Next, Blumenthal addresses the question of minhag avoteinu. "One can assemble a whole arsenal of arguments in favor of the retention of any minhag per se and supplement it with a crushing onslaught against the subversive elements who would snatch the minhag from its sacred sanctuary. But what confers the exalted status of minhag upon a practice, and when is it permitted to tumble from its pedestal into the sea of neglect?" He brings sources that discuss cases in which two minhagim came into conflict, or a minhag came into conflict with a new situation, so the cases were adjudicated based on a subjective evaluation of the values behind the minhagim, as well as "intelligence and common sense." "The social, moral, ethical and esthetic values on which the scholar takes his stand, his sense of justice and propriety, his common sense, his understanding of the intent of takanot and of the altered circumstances which prevail in his day . . . all these and more are the tools with which the scholar pummels and pounds the mass of halakhic material to create a decision."
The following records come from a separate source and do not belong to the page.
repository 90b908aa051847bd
pub mod agent;
use super::Message;
use super::Role;

#[test]
fn it_creates_user_messages() {
    let msg = Message::user("Hi there!");
    assert_eq!(msg.role, Role::User);
    assert_eq!(msg.content, "Hi there!".to_string());
    assert_eq!(msg.agent_name, None);
    assert!(!msg.id.is_empty());
    assert!(!msg.timestamp.is_empty());
}

#[test]
fn it_creates_assistant_messages_with_agent_name() {
    let msg = Message::assistant("Hello!", Some("AI Agent".to_string()));
    assert_eq!(msg.role, Role::Assistant);
    assert_eq!(msg.content, "Hello!".to_string());
    assert_eq!(msg.agent_name, Some("AI Agent".to_string()));
}

#[test]
fn it_creates_unique_ids() {
    let first = Message::user("one");
    let second = Message::user("two");
    assert_ne!(first.id, second.id);
}

#[test]
fn it_keeps_history_timestamps() {
    let msg = Message::from_history(
        Role::Assistant,
        "Yo",
        Some("2025-11-10T09:30:00-05:00".to_string()),
        None,
    );
    assert_eq!(msg.timestamp, "2025-11-10T09:30:00-05:00".to_string());
}

#[test]
fn it_defaults_missing_history_timestamps() {
    let msg = Message::from_history(Role::User, "Hi", None, None);
    assert!(!msg.timestamp.is_empty());
}

#[test]
fn it_serializes_roles_lowercase() {
    let msg = Message::user("Hi");
    let json = serde_json::to_value(&msg).unwrap();
    assert_eq!(json["role"], "user");
    assert!(json.get("agent_name").is_none());
}

#[test]
fn it_parses_roles() {
    assert_eq!(Role::parse("user"), Some(Role::User));
    assert_eq!(Role::parse("assistant"), Some(Role::Assistant));
    assert_eq!(Role::parse("system"), Some(Role::System));
    assert_eq!(Role::parse("User"), None);
    assert_eq!(Role::parse("tool"), None);
}
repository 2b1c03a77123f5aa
//! swiftchannel-core: wire format and lock-free SPSC queue for SwiftChannel.
//!
//! This is the protocol core. It defines the canonical memory layout of a
//! channel region and the single-producer/single-consumer framed byte ring
//! that lives inside it.
//!
//! # Characteristics
//!
//! - One sender process, one receiver process, one direction
//! - Absolute 64-bit indices; positions are `index & (ring_size - 1)`
//! - Wait-free `try_write`/`try_read`; a full ring is reported, never waited on
//! - A single release store on `write_index` publishes each frame
//! - Optional CRC-32 payload checksums
//!
//! # Memory Layout
//!
//! ```text
//! ┌─────────────────────────────────────────────────────────────────────┐
//! │  SharedHeader (128 bytes, cache-line aligned)                        │
//! ├─────────────────────────────────────────────────────────────────────┤
//! │  Padding to align_up(128, CACHE_LINE_SIZE), zero                     │
//! ├─────────────────────────────────────────────────────────────────────┤
//! │  Ring bytes (ring_size, power of two)                                │
//! │    frame = MessageHeader (32 bytes) + payload padded to 8 bytes      │
//! └─────────────────────────────────────────────────────────────────────┘
//! ```
//!
//! The core consumes an already-mapped, zero-initialized byte region; mapping
//! and unmapping belong to the platform collaborator (`swiftchannel-shm`).

#![forbid(unsafe_op_in_unsafe_fn)]

pub mod channel;
pub mod config;
pub mod error;
pub mod handshake;
pub mod layout;
pub mod ring;
pub mod version;

pub use channel::{region_status, Channel, RegionStatus};
pub use config::ChannelConfig;
pub use error::{Error, Result};
pub use layout::{
    align_up, flags, region_size, ring_offset, MessageHeader, SharedHeader, CACHE_LINE_SIZE, MAGIC,
    MESSAGE_HEADER_SIZE, PAYLOAD_ALIGN, SHARED_HEADER_SIZE,
};
pub use ring::{ReadOutcome, RingBuffer};
pub use version::{Version, PROTOCOL_VERSION};
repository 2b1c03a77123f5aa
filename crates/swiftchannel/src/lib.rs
//! swiftchannel: low-latency one-way message passing over shared memory.
//!
//! A single **sender** process produces discrete messages; a single
//! **receiver** process consumes them in order. The transport is a shared
//! memory region holding a fixed-layout control header and a power-of-two
//! ring buffer, coordinated lock-free by two monotonically increasing
//! 64-bit indices.
//!
//! # Quick Start
//!
//! Producer process:
//!
//! ```no_run
//! use swiftchannel::prelude::*;
//!
//! let sender = Sender::create("price_feed", ChannelConfig::default())?;
//! sender.send(b"hello")?;
//! # Ok::<(), swiftchannel::Error>(())
//! ```
//!
//! Consumer process:
//!
//! ```no_run
//! use swiftchannel::prelude::*;
//!
//! let receiver = Receiver::open("price_feed", ChannelConfig::default())?;
//! receiver.poll_one(|payload| println!("got {} bytes", payload.len()))?;
//! # Ok::<(), swiftchannel::Error>(())
//! ```
//!
//! # Guarantees
//!
//! - FIFO per producer: messages arrive in the order they were sent.
//! - `send` and `poll_one` are wait-free; a full ring surfaces as
//!   [`Error::ChannelFull`], an empty one as an ordinary `false`.
//! - Peers built from different minor/patch revisions of the same protocol
//!   major interoperate; a major mismatch fails the attach.
//!
//! # Non-goals
//!
//! One producer, one consumer, one host. No delivery retry, no persistence,
//! no payload authentication. Corruption of a frame is fatal to the channel;
//! recovery means destroying and recreating the region.

#![forbid(unsafe_op_in_unsafe_fn)]

pub mod receiver;
pub mod sender;
pub mod stats;

pub use receiver::Receiver;
pub use sender::Sender;
pub use stats::{ChannelObserver, ChannelStats, StatsSnapshot};

// Core protocol types, re-exported for callers that work below the façade.
pub use swiftchannel_core::{
    flags, region_status, Channel, ChannelConfig, Error, MessageHeader, ReadOutcome, RegionStatus,
    Result, SharedHeader, Version, PROTOCOL_VERSION,
};

pub use swiftchannel_shm::{PlatformSharedMemory, SharedMemory};

/// Prelude module for convenient imports.
///
/// ```ignore
/// use swiftchannel::prelude::*;
/// ```
pub mod prelude {
    pub use crate::{
        ChannelConfig, ChannelObserver, ChannelStats, Error, ReadOutcome, Receiver, Result, Sender,
    };
}
//! First-touch initialization and attach-time validation of a region header.
//!
//! A fresh region is all zeroes, so `magic == 0` marks it uninitialized.
//! Whichever peer finds it so (conventionally the sender) initializes it;
//! `magic` is published last, with release ordering, so a peer that observes
//! a valid magic also observes the fields written before it.

use std::sync::atomic::Ordering;

use crate::error::{Error, Result};
use crate::layout::{SharedHeader, MAGIC};
use crate::version::{packed_compatible, PROTOCOL_VERSION};

/// Initialize a freshly mapped, zeroed header.
///
/// Called exactly once per region, by the peer that found `magic == 0`.
/// The caller must hold the only reference to the header until `magic` is
/// stored; after that the region is live and the peer may attach.
pub fn initialize(header: &mut SharedHeader, ring_size: u64, flags: u64) {
    header.version = PROTOCOL_VERSION.pack();
    header.ring_size = ring_size;
    header.flags = flags;
    header.reserved = [0; 80];
    header.write_index.store(0, Ordering::Release);
    header.read_index.store(0, Ordering::Release);
    header.sender_id.store(std::process::id(), Ordering::Relaxed);
    header.receiver_id.store(0, Ordering::Relaxed);
    // Publishing the magic makes everything above visible to the peer.
    header.magic.store(MAGIC, Ordering::Release);
}

/// Attach to an already-initialized region as the producer.
///
/// The caller is expected to check for `magic == 0` first and run
/// [`initialize`] instead in that case.
pub fn sender_attach(header: &SharedHeader) -> Result<()> {
    validate(header)?;
    header.sender_id.store(std::process::id(), Ordering::Relaxed);
    Ok(())
}

/// Attach to a region as the consumer.
///
/// The receiver never initializes: binding to a zeroed region would let it
/// observe torn state while the sender is still writing the header, so an
/// uninitialized region is reported as [`Error::ChannelNotFound`].
pub fn receiver_attach(header: &SharedHeader) -> Result<()> {
    if header.magic.load(Ordering::Acquire) == 0 {
        return Err(Error::ChannelNotFound);
    }
    validate(header)?;
    header.receiver_id.store(std::process::id(), Ordering::Relaxed);
    Ok(())
}

/// Validate an initialized header: magic, version compatibility, ring size.
pub fn validate(header: &SharedHeader) -> Result<()> {
    if header.magic.load(Ordering::Acquire) != MAGIC {
        return Err(Error::InvalidMemoryLayout);
    }
    if !packed_compatible(header.version, PROTOCOL_VERSION.pack()) {
        return Err(Error::VersionMismatch);
    }
    if header.ring_size == 0 || !header.ring_size.is_power_of_two() {
        return Err(Error::InvalidMemoryLayout);
    }
    Ok(())
}
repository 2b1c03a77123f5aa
//! Price-feed consumer.
//!
//! Opens the `price_feed` channel created by the `sender` example and polls
//! until 20 updates have arrived or the feed goes quiet for five seconds.
//!
//! Run with: `cargo run --example receiver -p swiftchannel`

use std::time::{Duration, Instant};

use swiftchannel::prelude::*;

fn decode(payload: &[u8]) -> Option<(u32, f64, f64, u64)> {
    if payload.len() != 28 {
        return None;
    }
    Some((
        u32::from_le_bytes(payload[0..4].try_into().ok()?),
        f64::from_le_bytes(payload[4..12].try_into().ok()?),
        f64::from_le_bytes(payload[12..20].try_into().ok()?),
        u64::from_le_bytes(payload[20..28].try_into().ok()?),
    ))
}

fn main() -> Result<()> {
    tracing_subscriber::fmt()
        .with_env_filter(
            tracing_subscriber::EnvFilter::try_from_default_env().unwrap_or_else(|_| "info".into()),
        )
        .init();

    let config = ChannelConfig {
        ring_size: 1024 * 1024,
        max_message_size: 4096,
        ..ChannelConfig::default()
    };

    // The sender may not have created the channel yet; retry briefly.
    let receiver = loop {
        match Receiver::open("price_feed", config) {
            Ok(r) => break r,
            Err(Error::ChannelNotFound) => std::thread::sleep(Duration::from_millis(100)),
            Err(err) => return Err(err),
        }
    };
    tracing::info!(name = receiver.name(), "receiver ready");

    let mut received = 0u32;
    let mut last_message = Instant::now();
    while received < 20 && last_message.elapsed() < Duration::from_secs(5) {
        let got = receiver.poll_one(|payload| match decode(payload) {
            Some((instrument, bid, ask, ts)) => {
                tracing::info!(instrument, bid, ask, ts, "received update");
            }
            None => tracing::warn!(len = payload.len(), "unexpected payload size"),
        })?;
        if got {
            received += 1;
            last_message = Instant::now();
        } else {
            std::thread::yield_now();
        }
    }

    tracing::info!(received, "receiver finished");
    Ok(())
}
In other words, since there is precedent for overturning an established minhag, it is possible to eliminate yom tov sheini, and "the pivotal consideration is whether it is in the best interests of American Judaism to abolish it." So Blumenthal looks at some of the factors in his own time and place, which (along with the followup teshuvot) provide an interesting window into the sociological realities of American Conservative Judaism in the 1960s.

First of all, with the establishment of the State of Israel, we are no longer in "compulsory Galut", but are connected to Israel in various ways: "We have adopted the Israeli pronunciation of Hebrew in our speech, in our schools and even in many of our synagogues." (I had heard that this was primarily a post-1967 thing, but I guess I was wrong.) "It seems all the more important to extend this process by having our religious calendar conform to that which prevails in Israel." This is a similar argument to one of the sides of the URJ Eilu v'Eilu debate that I blogged about (Rabbi Eric Wisnia also emphasizes the Israeli pronunciation of Hebrew), and stands in counterpoint both to the amoraic idea (which Blumenthal discussed) that yom tov sheini is about the primacy of Israel in setting the calendar, and the modern idea that yom tov sheini is about retaining a consciousness that we're not in the land of Israel.

Next, the practical considerations:

Hallowing two days of Yom Tov, for many observant and would-be observant Jews, constitutes a serious hardship. Both for adults and university and high school students, the necessity to absent themselves from their regular employment or studies exacts a penalty which is very burdensome. A survey indicates that 80% of our congregations experience a drop in attendance on the second day of anywhere from 5% to 90%.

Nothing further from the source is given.